NS Review – Shakedown Hawaii (Switch)

Shakedown Hawaii is the long awaited successor to Retro City Rampage that Brian Provinciano of VBlank Entertainment has slaved over for many years until it has become a near perfect SNES styled 2D open world gangster/business management bundle of goodness.

There are three game modes, first up is story mode. This is the main mode of the game where you start out as the old lazy CEO of Feeble Multinational who is comically out of touch with the modern world but also occasionally play as his his punk DJ never worked a day in his life son as they attempt to revitalise the failing corporation through rather shady means. One of these shady means brings in the third playable character but I won’t spoil it for you.

Living the dream of a purple top hat and handle bar moustache.

As missions progress you unlock more business ventures that help increase your companies assets and daily revenue, these mostly consist of the good ole fashioned shaking down establishments for protection money in a wide variety of ways ranging from destroying a toilet to taking out 10 uzi armed bodyguards. This isn’t all, as Shakedown Hawaii gives you plenty of other not quite legal money making options too such as carjacking certain cars and destroying online delivery trucks. The variation keeps Shakedown Hawaii from becoming samey. You use your daily revenue to slowly buy out the entire island, with some purchases allowing you to then purchase additional revenue multipliers or bringing up side missions. The whole corporation management meta game has been created with care and excellent tongue in cheek humour making me chuckle many a time as I forcibly conquer Hawaii.

Everyone needs bananas.

Secondly there’s arcade missions which are fast and frantic bite sized chunks of arcadey awesome sauce perfectly suited to the handheld play of the Switch or 3DS, whereby even usually menial tasks such as smashing crates and collecting the sweet bounty from within was an action packed thrilling minute of pure joy. There are individual weapons challenges and more unique score challenges including bystander bowling and crushing cars with a monster truck. These are also dotted around the map in story mode.

Nothing can withstand the awesome might of a monster truck, even if it isn’t actually bigger than a bus.

The final mode is free roam, which has never been so fun. You start with unlimited weapons, money and lives and wreak havoc on the city. The perfect way to spend a few minutes waiting for or riding a bus.

There are tons of weapons from your trusty shotgun to the quirky death bringing hair dryer of ultimate doom (disclaimer: not its actual name).

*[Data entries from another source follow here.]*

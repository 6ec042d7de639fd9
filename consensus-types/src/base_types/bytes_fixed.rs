use super::*;

/// Byte vector of length `N`, hex encoded in JSON.
#[derive(Clone, Copy, PartialEq, Eq, Hash)]
pub struct BytesFixed<const N: usize>(pub [u8; N]);

impl<const N: usize> Default for BytesFixed<N> {
    fn default() -> Self {
        Self([0u8; N])
    }
}

impl<const N: usize> fmt::Debug for BytesFixed<N> {
    fn fmt(&self, f: &mut fmt::Formatter) -> fmt::Result {
        write!(f, "0x{}", hex::encode(self.0))
    }
}

impl<const N: usize> AsRef<[u8]> for BytesFixed<N> {
    fn as_ref(&self) -> &[u8] {
        &self.0
    }
}

impl<const N: usize> From<[u8; N]> for BytesFixed<N> {
    fn from(value: [u8; N]) -> Self {
        Self(value)
    }
}

impl<const N: usize> TryFrom<&[u8]> for BytesFixed<N> {
    type Error = String;

    fn try_from(data: &[u8]) -> Result<Self, Self::Error> {
        data.try_into()
            .map(Self)
            .map_err(|_| format!("Expected {N} byte(s), got {}", data.len()))
    }
}

impl<const N: usize> Ssz for BytesFixed<N> {
    const FIXED_SIZE: Option<usize> = Some(N);

    fn size_ssz(&self) -> usize {
        N
    }

    fn marshal_ssz_into(&self, buf: &mut Vec<u8>) {
        buf.extend_from_slice(&self.0);
    }

    fn unmarshal_ssz(bytes: &[u8]) -> Result<Self, DecodeError> {
        bytes
            .try_into()
            .map(Self)
            .map_err(|_| DecodeError::UnexpectedEof {
                len: bytes.len(),
                expected: N,
            })
    }
}

impl<const N: usize> TreeHash for BytesFixed<N> {
    fn tree_hash_type() -> TreeHashType {
        TreeHashType::Vector
    }

    fn tree_hash_root(&self) -> Root {
        tree_hash::bytes_tree_hash_root::<N>(&self.0)
    }
}

impl<'de, const N: usize> Deserialize<'de> for BytesFixed<N> {
    fn deserialize<D>(deserializer: D) -> core::result::Result<Self, D::Error>
    where
        D: serde::Deserializer<'de>,
    {
        let bytes = utils::decode_hex_bytes(deserializer)?;

        Ok(Self(bytes.try_into().map_err(|_| {
            <D::Error as de::Error>::custom("Failed to convert to BytesFixed")
        })?))
    }
}

impl<const N: usize> Serialize for BytesFixed<N> {
    fn serialize<S>(&self, serializer: S) -> Result<S::Ok, S::Error>
    where
        S: serde::Serializer,
    {
        utils::serialize_hex_bytes(&self.0, serializer)
    }
}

The cover system from Retro City Rampage is back to in an expanded form, you can even take cover behind useless things such as a big wavy plant but VBlank did miss a trick as you can’t use human meat shields with the cover mechanic. Almost everything is destructible from the retro bubble gum machines inside a sweet shop to the sea wall that can be taken down with scissors or ridden through on a bicycle.

Burning stuff is fun.

The gameplay is fluid and fantastically fun except driving. Driving feels stiff all the cars feel pretty much the same, they all handle and brake like the tyres are made of super glue but also have a worse steering angle than a double decker bus. This would be the only gameplay improvement I’d love to see, particularly a change to the traction of cars. A hand brake would be nice too, everyone loves a good hand brake turn (emergency brake for our Americano friends) especially when on the run from the fuzz.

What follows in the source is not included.